Work to be completed. The answer must be every line from the entries below that includes "contains".

Entries taken from a collection.
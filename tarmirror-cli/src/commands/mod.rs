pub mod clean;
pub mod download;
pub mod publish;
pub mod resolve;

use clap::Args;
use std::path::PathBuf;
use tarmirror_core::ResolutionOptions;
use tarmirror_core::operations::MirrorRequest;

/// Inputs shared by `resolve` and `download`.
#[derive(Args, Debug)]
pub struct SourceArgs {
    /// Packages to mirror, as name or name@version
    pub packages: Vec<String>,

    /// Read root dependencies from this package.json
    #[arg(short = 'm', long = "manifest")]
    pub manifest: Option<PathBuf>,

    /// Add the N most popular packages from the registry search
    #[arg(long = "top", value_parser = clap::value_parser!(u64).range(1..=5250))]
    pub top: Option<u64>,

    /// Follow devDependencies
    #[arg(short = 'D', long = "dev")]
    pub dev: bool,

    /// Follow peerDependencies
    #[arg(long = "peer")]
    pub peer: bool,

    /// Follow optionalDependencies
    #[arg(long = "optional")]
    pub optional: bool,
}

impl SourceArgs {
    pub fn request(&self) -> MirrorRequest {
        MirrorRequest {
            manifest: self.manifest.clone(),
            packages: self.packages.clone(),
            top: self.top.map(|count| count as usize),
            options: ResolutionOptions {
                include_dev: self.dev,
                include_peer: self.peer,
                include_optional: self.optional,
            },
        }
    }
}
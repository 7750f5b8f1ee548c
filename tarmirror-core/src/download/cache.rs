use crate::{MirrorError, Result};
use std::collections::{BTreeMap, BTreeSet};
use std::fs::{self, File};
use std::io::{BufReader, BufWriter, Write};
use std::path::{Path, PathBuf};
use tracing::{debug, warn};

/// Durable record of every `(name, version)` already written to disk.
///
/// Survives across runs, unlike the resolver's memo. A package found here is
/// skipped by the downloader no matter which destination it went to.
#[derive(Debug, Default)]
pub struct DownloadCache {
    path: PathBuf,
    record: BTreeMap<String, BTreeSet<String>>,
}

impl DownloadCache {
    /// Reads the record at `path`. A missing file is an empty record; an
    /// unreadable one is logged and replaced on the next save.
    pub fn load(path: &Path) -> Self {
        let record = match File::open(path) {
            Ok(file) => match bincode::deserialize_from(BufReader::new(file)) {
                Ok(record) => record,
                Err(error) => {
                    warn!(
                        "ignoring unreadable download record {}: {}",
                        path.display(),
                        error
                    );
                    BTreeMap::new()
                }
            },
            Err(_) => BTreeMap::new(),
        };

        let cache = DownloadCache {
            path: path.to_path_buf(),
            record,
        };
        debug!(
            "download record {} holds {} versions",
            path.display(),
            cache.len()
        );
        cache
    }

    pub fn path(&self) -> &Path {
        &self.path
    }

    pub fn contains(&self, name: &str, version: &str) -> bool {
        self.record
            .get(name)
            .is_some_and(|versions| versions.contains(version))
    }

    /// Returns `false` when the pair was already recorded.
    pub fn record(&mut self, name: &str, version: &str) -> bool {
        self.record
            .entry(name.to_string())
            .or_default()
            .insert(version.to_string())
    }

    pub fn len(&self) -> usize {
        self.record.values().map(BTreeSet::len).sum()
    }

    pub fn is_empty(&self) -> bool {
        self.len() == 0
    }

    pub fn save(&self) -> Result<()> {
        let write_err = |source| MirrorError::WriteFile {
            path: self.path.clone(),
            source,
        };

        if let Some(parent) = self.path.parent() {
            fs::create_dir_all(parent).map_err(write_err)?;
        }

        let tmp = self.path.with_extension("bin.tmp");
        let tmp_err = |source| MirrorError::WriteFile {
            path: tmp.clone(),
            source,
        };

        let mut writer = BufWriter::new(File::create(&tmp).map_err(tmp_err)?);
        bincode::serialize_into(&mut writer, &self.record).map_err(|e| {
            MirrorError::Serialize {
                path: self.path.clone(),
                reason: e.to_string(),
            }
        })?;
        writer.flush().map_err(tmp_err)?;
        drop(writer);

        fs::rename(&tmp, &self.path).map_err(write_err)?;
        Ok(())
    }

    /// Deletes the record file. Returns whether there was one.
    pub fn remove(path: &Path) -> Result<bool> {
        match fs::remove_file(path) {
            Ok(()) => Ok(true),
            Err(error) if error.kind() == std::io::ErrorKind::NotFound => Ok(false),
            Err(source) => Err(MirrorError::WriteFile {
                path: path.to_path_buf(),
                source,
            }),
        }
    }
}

...

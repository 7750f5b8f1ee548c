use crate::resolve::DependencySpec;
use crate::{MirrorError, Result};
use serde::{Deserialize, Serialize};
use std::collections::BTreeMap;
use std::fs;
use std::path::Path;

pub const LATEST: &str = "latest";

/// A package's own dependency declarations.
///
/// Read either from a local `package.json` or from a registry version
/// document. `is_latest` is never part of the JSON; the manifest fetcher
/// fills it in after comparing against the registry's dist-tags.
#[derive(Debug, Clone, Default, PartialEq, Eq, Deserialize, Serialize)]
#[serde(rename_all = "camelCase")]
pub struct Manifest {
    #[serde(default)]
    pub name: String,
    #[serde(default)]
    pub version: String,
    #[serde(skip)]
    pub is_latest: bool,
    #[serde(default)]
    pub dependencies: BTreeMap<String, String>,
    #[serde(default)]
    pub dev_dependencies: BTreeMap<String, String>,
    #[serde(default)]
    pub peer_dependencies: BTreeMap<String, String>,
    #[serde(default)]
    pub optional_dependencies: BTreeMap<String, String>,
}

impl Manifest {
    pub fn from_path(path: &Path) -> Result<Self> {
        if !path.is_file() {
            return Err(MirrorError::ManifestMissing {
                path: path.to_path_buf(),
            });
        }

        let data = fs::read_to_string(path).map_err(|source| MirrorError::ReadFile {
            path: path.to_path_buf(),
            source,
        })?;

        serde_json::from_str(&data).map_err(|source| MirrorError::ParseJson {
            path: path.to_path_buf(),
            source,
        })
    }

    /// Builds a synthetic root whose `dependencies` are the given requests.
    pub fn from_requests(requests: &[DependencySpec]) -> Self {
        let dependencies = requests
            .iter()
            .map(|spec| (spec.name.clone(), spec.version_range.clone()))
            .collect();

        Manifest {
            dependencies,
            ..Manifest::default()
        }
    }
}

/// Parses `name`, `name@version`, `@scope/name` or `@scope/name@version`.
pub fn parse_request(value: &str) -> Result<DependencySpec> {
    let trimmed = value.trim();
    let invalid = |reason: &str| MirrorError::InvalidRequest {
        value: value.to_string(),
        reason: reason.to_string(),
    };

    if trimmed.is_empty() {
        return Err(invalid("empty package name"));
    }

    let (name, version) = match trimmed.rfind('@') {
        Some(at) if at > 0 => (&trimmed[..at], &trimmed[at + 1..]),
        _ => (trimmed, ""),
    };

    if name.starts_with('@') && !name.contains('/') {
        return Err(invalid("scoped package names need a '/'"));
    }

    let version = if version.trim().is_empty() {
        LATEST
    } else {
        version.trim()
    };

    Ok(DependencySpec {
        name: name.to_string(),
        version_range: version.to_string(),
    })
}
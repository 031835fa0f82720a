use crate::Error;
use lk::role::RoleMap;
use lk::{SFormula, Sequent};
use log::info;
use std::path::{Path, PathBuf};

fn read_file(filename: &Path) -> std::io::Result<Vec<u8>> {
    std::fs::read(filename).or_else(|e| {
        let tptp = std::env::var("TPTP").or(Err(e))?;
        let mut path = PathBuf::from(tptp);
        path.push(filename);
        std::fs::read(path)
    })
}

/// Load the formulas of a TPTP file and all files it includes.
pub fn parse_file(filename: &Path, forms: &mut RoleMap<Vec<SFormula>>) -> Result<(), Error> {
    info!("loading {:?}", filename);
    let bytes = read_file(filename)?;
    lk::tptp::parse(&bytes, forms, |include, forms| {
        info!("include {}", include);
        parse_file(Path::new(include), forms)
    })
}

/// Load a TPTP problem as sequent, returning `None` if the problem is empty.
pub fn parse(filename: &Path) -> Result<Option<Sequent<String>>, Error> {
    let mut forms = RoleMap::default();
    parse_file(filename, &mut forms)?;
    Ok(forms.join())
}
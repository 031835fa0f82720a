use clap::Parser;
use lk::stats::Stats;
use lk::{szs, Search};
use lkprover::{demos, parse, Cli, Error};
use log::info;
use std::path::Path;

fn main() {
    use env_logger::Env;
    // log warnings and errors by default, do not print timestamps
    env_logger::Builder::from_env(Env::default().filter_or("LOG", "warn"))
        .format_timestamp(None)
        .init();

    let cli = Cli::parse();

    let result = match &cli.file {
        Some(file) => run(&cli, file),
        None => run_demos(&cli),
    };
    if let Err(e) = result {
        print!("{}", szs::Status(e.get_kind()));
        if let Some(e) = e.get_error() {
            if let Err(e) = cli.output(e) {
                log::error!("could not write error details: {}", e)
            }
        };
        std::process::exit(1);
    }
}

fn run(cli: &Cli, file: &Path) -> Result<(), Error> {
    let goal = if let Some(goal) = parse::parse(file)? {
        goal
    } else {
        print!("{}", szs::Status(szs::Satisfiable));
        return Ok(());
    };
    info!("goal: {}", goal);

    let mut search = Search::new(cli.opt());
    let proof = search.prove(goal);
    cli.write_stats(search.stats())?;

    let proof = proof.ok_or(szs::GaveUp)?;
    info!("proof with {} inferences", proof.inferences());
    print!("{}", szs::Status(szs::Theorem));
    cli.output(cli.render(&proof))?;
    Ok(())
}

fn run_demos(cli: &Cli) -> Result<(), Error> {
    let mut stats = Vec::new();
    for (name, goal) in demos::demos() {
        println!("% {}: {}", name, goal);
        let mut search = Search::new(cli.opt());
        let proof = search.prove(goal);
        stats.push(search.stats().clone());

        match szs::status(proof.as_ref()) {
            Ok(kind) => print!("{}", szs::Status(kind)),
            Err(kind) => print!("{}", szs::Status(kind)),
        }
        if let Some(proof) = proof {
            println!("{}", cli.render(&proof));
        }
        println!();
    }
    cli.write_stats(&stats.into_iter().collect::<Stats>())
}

Expected output.
    pub fn contains(&self, name: &str, version: &str) -> bool {
            .is_some_and(|versions| versions.contains(version))
    if name.starts_with('@') && !name.contains('/') {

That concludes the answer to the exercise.